Source: Va‘dehha-ye 17 March 2012 sarkharmin.” (“Promises of a Harvest,”) Jahan News (World News). 17 March 2012.

Michael Rubin: When President Mahmoud Ahmadinejad emerged from seemingly nowhere to capture the Iranian presidency in 2005, American officials were dumbfounded. Whereas his predecessor, Mohammad Khatami, sought to assuage the West with talk of ‘dialogue of civilizations’, Ahmadinejad was crude and coarse. He called the Holocaust a fiction, promised Israel’s annihilation, and spoke about hastening the return of the Hidden Imam, Shi‘ite Islam’s messianic figure. Nevertheless, at least initially, Ahmadinejad enjoyed remarkable popularity at home. He exploited long-simmering resentment about the aghazadehs (sons of important people) who catapulted their fathers’ political connections into wealth and power. What many Americans simply called hardliners, Iranians called usulgarayan (principalists), meaning those who reclaimed the social justice roots of the Islamic Revolution. To the poor and working class, Ahmadinejad was an attractive figure. While former President Ali Akbar Hashemi Rafsanjani is a billionaire and Khatami and many reformists enjoyed lives of luxury, Ahmadinejad led an ascetic lifestyle. Television broadcast images of him at home, sitting and eating on a bare floor. He spoke often of social justice and empowering the dispossessed. He painted himself as a man of the people, undertaking an extensive tour of provinces and districts, during which he would hold open town halls and dramatically hand over suitcases filled with cash to local governors to address the problems about which he had heard.

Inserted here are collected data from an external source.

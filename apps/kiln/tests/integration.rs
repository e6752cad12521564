//! Integration tests for the kiln CLI

use std::path::{Path, PathBuf};
use std::process::{Command, Output};
use tempfile::TempDir;

const RECIPE: &str = r#"
metadata:
  name: demo
  version: 1.0.0
base: alpine:3.20
facts:
  APP_DIR: /app
environment:
  variables:
    GREETING: hello
steps:
  - mkdir: ${APP_DIR}
  - workdir: ${APP_DIR}
  - copy: { from: "*.txt", to: "." }
  - run: echo "$GREETING" > greeting.out
  - chmod: { path: /app/*.sh, mode: executable, allow_empty: true }
  - cmd: cat greeting.out
"#;

struct Workspace {
    _temp: TempDir,
    root: PathBuf,
}

impl Workspace {
    fn new(recipe: &str) -> Self {
        let temp = TempDir::new().unwrap();
        let root = temp.path().to_path_buf();
        std::fs::create_dir_all(root.join("ctx")).unwrap();
        std::fs::write(root.join("ctx/notes.txt"), "notes").unwrap();
        std::fs::write(root.join("kiln.yml"), recipe).unwrap();
        std::fs::write(root.join("config.toml"), "").unwrap();
        Self { _temp: temp, root }
    }

    fn path(&self, relative: &str) -> PathBuf {
        self.root.join(relative)
    }

    fn kiln(&self, args: &[&str]) -> Output {
        Command::new(env!("CARGO_BIN_EXE_kiln"))
            .args(args)
            .arg("--config")
            .arg(self.path("config.toml"))
            .arg("--color")
            .arg("never")
            .env_remove("KILN_OUTPUT")
            .env_remove("KILN_EMPTY_GLOB")
            .env_remove("KILN_STEP_TIMEOUT")
            .env_remove("KILN_SEQUENCE_TIMEOUT")
            .env_remove("KILN_SHELL")
            .env_remove("RUST_LOG")
            .output()
            .expect("Failed to execute kiln")
    }

    fn build(&self, extra: &[&str]) -> Output {
        let recipe = self.path("kiln.yml");
        let source = self.path("ctx");
        let output = self.path("out");
        let mut args = vec![
            "build",
            path_str(&recipe),
            "--source",
            path_str(&source),
            "--output",
            path_str(&output),
        ];
        args.extend_from_slice(extra);
        self.kiln(&args)
    }
}

fn path_str(path: &Path) -> &str {
    path.to_str().unwrap()
}

fn stdout_json(output: &Output) -> serde_json::Value {
    let stdout = String::from_utf8_lossy(&output.stdout);
    serde_json::from_str(&stdout).unwrap_or_else(|e| panic!("invalid JSON ({e}): {stdout}"))
}

#[test]
fn test_cli_version() {
    let output = Command::new(env!("CARGO_BIN_EXE_kiln"))
        .arg("--version")
        .output()
        .expect("Failed to execute kiln");

    assert!(output.status.success());
    let stdout = String::from_utf8_lossy(&output.stdout);
    assert!(stdout.contains("kiln"));
}

#[test]
fn test_cli_help() {
    let output = Command::new(env!("CARGO_BIN_EXE_kiln"))
        .arg("--help")
        .output()
        .expect("Failed to execute kiln");

    assert!(output.status.success());
    let stdout = String::from_utf8_lossy(&output.stdout);
    assert!(stdout.contains("Declarative container image builder"));
    assert!(stdout.contains("build"));
    assert!(stdout.contains("plan"));
    assert!(stdout.contains("inspect"));
}

#[test]
fn test_cli_invalid_command() {
    let output = Command::new(env!("CARGO_BIN_EXE_kiln"))
        .arg("invalid-command")
        .output()
        .expect("Failed to execute kiln");

    assert!(!output.status.success());
    let stderr = String::from_utf8_lossy(&output.stderr);
    assert!(stderr.contains("unrecognized subcommand"));
}

#[test]
fn test_plan_lists_steps_without_running_them() {
    let ws = Workspace::new(RECIPE);
    let recipe = ws.path("kiln.yml");
    let output = ws.kiln(&["plan", path_str(&recipe), "--json"]);

    assert!(output.status.success(), "{output:?}");
    let value = stdout_json(&output);
    assert_eq!(value["type"], "plan");
    let steps = value["data"]["steps"].as_array().unwrap();
    assert_eq!(steps.len(), 6);
    assert_eq!(steps[0]["kind"], "create-directory");
    assert_eq!(steps[0]["path"], "/app");
    assert_eq!(steps[5]["index"], 6);
    assert!(!ws.path("ctx/greeting.out").exists());
    assert!(!ws.path("out").exists());
}

#[test]
fn test_plan_renders_table() {
    let ws = Workspace::new(RECIPE);
    let recipe = ws.path("kiln.yml");
    let output = ws.kiln(&["plan", path_str(&recipe)]);

    assert!(output.status.success(), "{output:?}");
    let stdout = String::from_utf8_lossy(&output.stdout);
    assert!(stdout.contains("demo:1.0.0"));
    assert!(stdout.contains("set-working-directory"));
    assert!(stdout.contains("set-startup-command"));
}

#[test]
fn test_build_then_inspect() {
    let ws = Workspace::new(RECIPE);
    let output = ws.build(&["--json"]);

    assert!(output.status.success(), "{output:?}");
    let report = stdout_json(&output);
    assert_eq!(report["type"], "build_report");
    assert_eq!(report["data"]["image"], "demo:1.0.0");
    assert_eq!(report["data"]["steps_executed"], 6);

    let rootfs = ws.path("out/rootfs");
    assert_eq!(
        std::fs::read_to_string(rootfs.join("app/greeting.out"))
            .unwrap()
            .trim(),
        "hello"
    );
    assert!(rootfs.join("app/notes.txt").is_file());

    let out = ws.path("out");
    let inspected = ws.kiln(&["inspect", path_str(&out), "--json"]);
    assert!(inspected.status.success(), "{inspected:?}");
    let descriptor = stdout_json(&inspected);
    assert_eq!(descriptor["type"], "image");
    assert_eq!(descriptor["data"]["startup_command"], "cat greeting.out");
    assert_eq!(descriptor["data"]["working_dir"], "/app");
}

#[test]
fn test_failing_step_exits_nonzero_and_names_step() {
    let ws = Workspace::new(&RECIPE.replace(r#"echo "$GREETING" > greeting.out"#, "exit 3"));
    let output = ws.build(&[]);

    assert_eq!(output.status.code(), Some(1));
    let stderr = String::from_utf8_lossy(&output.stderr);
    assert!(stderr.contains("step 4"), "{stderr}");
    assert!(!ws.path("out").exists());
}

#[test]
fn test_failure_json_carries_step_index() {
    let ws = Workspace::new(&RECIPE.replace(r#"from: "*.txt""#, r#"from: "*.missing""#));
    let output = ws.build(&["--json"]);

    assert_eq!(output.status.code(), Some(1));
    let value = stdout_json(&output);
    assert_eq!(value["failed_step"], 3);
    assert!(value["error"].as_str().unwrap().contains("*.missing"));
    let source = &value["detail"]["StepFailed"]["source"];
    assert_eq!(source["Build"]["SourceNotFound"]["pattern"], "*.missing");
}

#[test]
fn test_empty_glob_flag_relaxes_policy() {
    let ws = Workspace::new(&RECIPE.replace(r#"from: "*.txt""#, r#"from: "*.missing""#));
    let output = ws.build(&["--empty-glob", "ignore", "--json"]);

    assert!(output.status.success(), "{output:?}");
    assert!(ws.path("out/image.json").is_file());
}

#[test]
fn test_inspect_missing_image_fails() {
    let ws = Workspace::new(RECIPE);
    let missing = ws.path("nowhere");
    let output = ws.kiln(&["inspect", path_str(&missing)]);

    assert_eq!(output.status.code(), Some(1));
    let stderr = String::from_utf8_lossy(&output.stderr);
    assert!(stderr.contains("Error:"), "{stderr}");
}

Over the years, however, the Iranian public has become increasingly cynical about how few of Ahmadinejad’s promises he actually fulfills. Even within his own hardline camp his supporters are often at wit’s end. It is in this context that the hardline daily Jahan News’ “Promises of a Harvest” is so interesting. The author recalls 12 promises Ahmadinejad made over the course of the previous year and notes that on issues great and small Ahmadinejad’s administration has simply failed to deliver. At the same time the list provides insight into the troubles which consume ordinary Iranians beyond the contentious international issues of terrorism and nuclear proliferation. Inflation is taking its toll as the currency plummets; factory workers remain unpaid; a house with a garden remains a distant dream for many Iranian families; and air pollution makes the quality of life for those stuck in cramped Tehran apartments even worse. Almost every ex-Iranian president has remained active in politics following the end of his term, and few have left office with such a negative legacy on domestic issues as Ahmadinejad.

Michael Rubin is a resident scholar at AEI.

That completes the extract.